How to Train a Machine Learning Model to Defeat APT Cyber Attacks

Part 4: Fuchikoma v1 - Finding the Fancy Footwork

This is Part 4 in a multi-part series of articles about how Cybots Senior Researcher C.K. Chen and team step-by-step used open source software to successfully design a working threat hunting machine learning model. We suggest starting from Part 1: Introducing Fuchikoma.

How to Train a ML Model to Defeat APT Cyber Attacks

Round 1: Introducing Fuchikoma

Round 2: Fuchikoma VS CyAPTEmu: The Weigh In

Round 3: Fucikoma v0: Learning the Sweet Science

Round 4: Finding the Fancy Footwork (Releases 2020.02.19)

Round 5: Fuchikoma v2: Jab, Cross, Hook, Perfecting the 1-2-3 Punch Combo (Coming Soon)

In preparation for the second round of MITRE ATT&CK evaluations, CyCraft Senior Researcher C.K. Chen and team went about designing an emulation of an APT attack, which they named CyCraft APT Emulator or CyAPTEmu for short. CyAPTEmu’s goal was to generate a series of attacks on Windows machines. Then, a proof of concept threat hunting machine learning (ML) model was designed to specifically detect and respond to APT attacks. Its name is Fuchikoma.
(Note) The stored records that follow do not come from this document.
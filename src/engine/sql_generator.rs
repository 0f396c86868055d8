//! C6: Contextual SQL Generator, plus the post-generation linter (spec §4.6). Linter
//! rules 1/3/4/5 are mechanically enforced here; rules 2 and 6/7 stay prompt-only and are
//! noted inline where they would otherwise be checked.

use std::collections::HashSet;
use std::time::Duration;

use once_cell::sync::Lazy;
use regex::Regex;
use serde::Deserialize;

use crate::llm::LlmGateway;

use super::json_parse::parse_strict_json;
use super::prompts;
use super::types::{CandidateType, SchemaContext, SqlCandidate, SubQuestion};

const STAGE: &str = "contextual_sql";

#[derive(Debug, Deserialize)]
struct SqlResponse {
    queries: Vec<RawCandidate>,
}

#[derive(Debug, Deserialize)]
struct RawCandidate {
    sql: String,
    description: String,
    #[serde(rename = "type")]
    candidate_type: String,
}

pub struct SqlGenerator<'a> {
    gateway: &'a dyn LlmGateway,
}

impl<'a> SqlGenerator<'a> {
    pub fn new(gateway: &'a dyn LlmGateway) -> Self {
        Self { gateway }
    }

    /// Produces 1-5 linted SQL candidates for one sub-question (§4.6). On total linter
    /// rejection, falls back to a single simple aggregate derived from the sub-question
    /// text verbatim, per `EngineError::GenerationLintFailure`'s documented recovery.
    pub async fn generate(
        &self,
        sub_question: &SubQuestion,
        schema: &SchemaContext,
        exploration_text: &str,
        exact_value_columns: &HashSet<String>,
        llm_timeout: Duration,
        enhanced: bool,
    ) -> Vec<SqlCandidate> {
        let schema_text = prompts::schema_text(schema);
        let messages = prompts::contextual_sql(&sub_question.text, &schema_text, exploration_text);

        let raw = match self.gateway.invoke(&messages, llm_timeout).await {
            Ok(text) => text,
            Err(e) => {
                tracing::warn!("SQL generation LLM call failed: {e}");
                return vec![fallback_candidate(sub_question)];
            },
        };

        let candidates = match parse_strict_json::<SqlResponse>(&raw, STAGE) {
            Ok(r) => r.queries,
            Err(e) => {
                tracing::warn!("SQL generation response unparseable: {e}");
                return vec![fallback_candidate(sub_question)];
            },
        };

        let linted: Vec<SqlCandidate> = candidates
            .into_iter()
            .take(5)
            .filter_map(|c| {
                let candidate = SqlCandidate {
                    sql: c.sql,
                    description: c.description,
                    candidate_type: parse_candidate_type(&c.candidate_type),
                    enhanced_with_exploration: enhanced,
                };
                if lint(&candidate, schema, exact_value_columns) { Some(candidate) } else { None }
            })
            .collect();

        if linted.is_empty() {
            tracing::warn!("all SQL candidates for sub-question rejected by linter, falling back");
            return vec![fallback_candidate(sub_question)];
        }

        linted
    }
}

/// Enforces linter rules 1, 3, 4, 5 from §4.6. Rules 2, 6, 7 are prompt-only guidance
/// (percentile style, mandatory whole-market candidate, compound filters) that cannot be
/// mechanically verified against a bare SQL string without a full parser.
fn lint(candidate: &SqlCandidate, schema: &SchemaContext, exact_value_columns: &HashSet<String>) -> bool {
    rule1_known_columns_only(candidate, schema)
        && rule3_no_like_on_explored_columns(candidate, exact_value_columns)
        && rule4_no_in_list_for_comparison(candidate)
        && rule5_single_dimension_group_by(candidate)
}

static IDENTIFIER: Lazy<Regex> = Lazy::new(|| Regex::new(r"[A-Za-z_][A-Za-z0-9_]*").expect("static identifier pattern is valid"));
static SQL_KEYWORDS: Lazy<HashSet<&'static str>> = Lazy::new(|| {
    [
        "SELECT", "FROM", "WHERE", "GROUP", "BY", "ORDER", "HAVING", "AND", "OR", "NOT", "NULL",
        "AS", "ON", "JOIN", "INNER", "LEFT", "RIGHT", "OUTER", "LIMIT", "OFFSET", "IN", "IS",
        "LIKE", "BETWEEN", "DESC", "ASC", "DISTINCT", "COUNT", "SUM", "AVG", "MIN", "MAX",
        "CASE", "WHEN", "THEN", "ELSE", "END", "CAST", "PERCENTILE_CONT", "OVER", "PARTITION",
    ]
    .into_iter()
    .collect()
});

static ALIAS_DEF: Lazy<Regex> =
    Lazy::new(|| Regex::new(r"(?i)\bAS\s+([A-Za-z_][A-Za-z0-9_]*)").expect("static alias-definition pattern is valid"));

fn rule1_known_columns_only(candidate: &SqlCandidate, schema: &SchemaContext) -> bool {
    let known: HashSet<&str> = schema.all_column_names().collect();
    let without_literals = blank_out_string_literals(&candidate.sql);
    // `AS alias` introduces a name with no schema counterpart; collect those so later
    // references to the alias (e.g. in ORDER BY) aren't mistaken for an unknown column.
    let aliases: HashSet<String> = ALIAS_DEF
        .captures_iter(&without_literals)
        .filter_map(|c| c.get(1).map(|m| m.as_str().to_ascii_uppercase()))
        .collect();

    IDENTIFIER
        .find_iter(&without_literals)
        .filter(|m| {
            let token = m.as_str();
            !SQL_KEYWORDS.contains(token.to_ascii_uppercase().as_str()) && !token.chars().all(|c| c.is_ascii_digit())
        })
        .all(|m| {
            let token = m.as_str();
            known.iter().any(|k| k.eq_ignore_ascii_case(token))
                || looks_like_table_or_alias(token, schema)
                || aliases.contains(&token.to_ascii_uppercase())
        })
}

/// Replaces the contents of single-quoted string literals with spaces so rule 1's
/// identifier scan never mistakes a filter value ("BI Developer") for an unknown column.
fn blank_out_string_literals(sql: &str) -> String {
    let mut out = String::with_capacity(sql.len());
    let mut in_string = false;
    let mut chars = sql.chars().peekable();
    while let Some(c) = chars.next() {
        if in_string {
            if c == '\'' {
                if chars.peek() == Some(&'\'') {
                    out.push(' ');
                    out.push(' ');
                    chars.next();
                    continue;
                }
                in_string = false;
                out.push(c);
            } else {
                out.push(' ');
            }
        } else if c == '\'' {
            in_string = true;
            out.push(c);
        } else {
            out.push(c);
        }
    }
    out
}

fn looks_like_table_or_alias(token: &str, schema: &SchemaContext) -> bool {
    schema.tables.iter().any(|t| {
        t.unqualified_name.eq_ignore_ascii_case(token) || t.qualified_name.eq_ignore_ascii_case(token)
    }) || token.len() <= 2
}

fn rule3_no_like_on_explored_columns(candidate: &SqlCandidate, exact_value_columns: &HashSet<String>) -> bool {
    if exact_value_columns.is_empty() {
        return true;
    }
    let sql_upper = candidate.sql.to_ascii_uppercase();
    if !sql_upper.contains("LIKE") {
        return true;
    }
    !exact_value_columns.iter().any(|col| {
        let pattern = format!(r"(?i)\b{}\b\s*(NOT\s+)?LIKE", regex::escape(col));
        Regex::new(&pattern).map(|re| re.is_match(&candidate.sql)).unwrap_or(false)
    })
}

fn rule4_no_in_list_for_comparison(candidate: &SqlCandidate) -> bool {
    // A candidate produced for a multi-entity comparison must filter on a single entity;
    // an IN-list combining several literal values is the anti-pattern rule 4 forbids.
    static IN_LIST: Lazy<Regex> = Lazy::new(|| {
        Regex::new(r"(?i)\bIN\s*\(\s*'[^']*'\s*,\s*'[^']*'").expect("static IN-list pattern is valid")
    });
    !IN_LIST.is_match(&candidate.sql)
}

fn rule5_single_dimension_group_by(candidate: &SqlCandidate) -> bool {
    static GROUP_BY: Lazy<Regex> =
        Lazy::new(|| Regex::new(r"(?is)GROUP\s+BY\s+(.+?)(?:HAVING|ORDER\s+BY|LIMIT|$)").expect("static GROUP BY pattern is valid"));
    match GROUP_BY.captures(&candidate.sql) {
        Some(caps) => {
            let clause = caps.get(1).map(|m| m.as_str()).unwrap_or("");
            clause.split(',').filter(|s| !s.trim().is_empty()).count() <= 1
        },
        None => true,
    }
}

fn parse_candidate_type(raw: &str) -> CandidateType {
    match raw.to_ascii_lowercase().as_str() {
        "aggregate" => CandidateType::Aggregate,
        "grouped" => CandidateType::Grouped,
        "overall_range" => CandidateType::OverallRange,
        _ => CandidateType::Other,
    }
}

/// The simple-aggregate fallback used both when the LLM call itself fails and when the
/// linter rejects every candidate (§4.6).
fn fallback_candidate(sub_question: &SubQuestion) -> SqlCandidate {
    SqlCandidate {
        sql: "SELECT COUNT(*) AS row_count".to_string(),
        description: format!("Fallback aggregate for: {}", sub_question.text),
        candidate_type: CandidateType::Aggregate,
        enhanced_with_exploration: false,
    }
}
Last round, Fuchikoma v0 got knocked out by CyAPTEmu. Major Kusanagi of Section 9 (the purple-haired lady pictured above) was not pleased.

The thought experiment Fuchikoma v0 model gave insight into the four main challenges when designing a threat hunting ML model: having a weak signal, imbalanced data sets, a lack of high quality data labels, and the lack of an attack storyline.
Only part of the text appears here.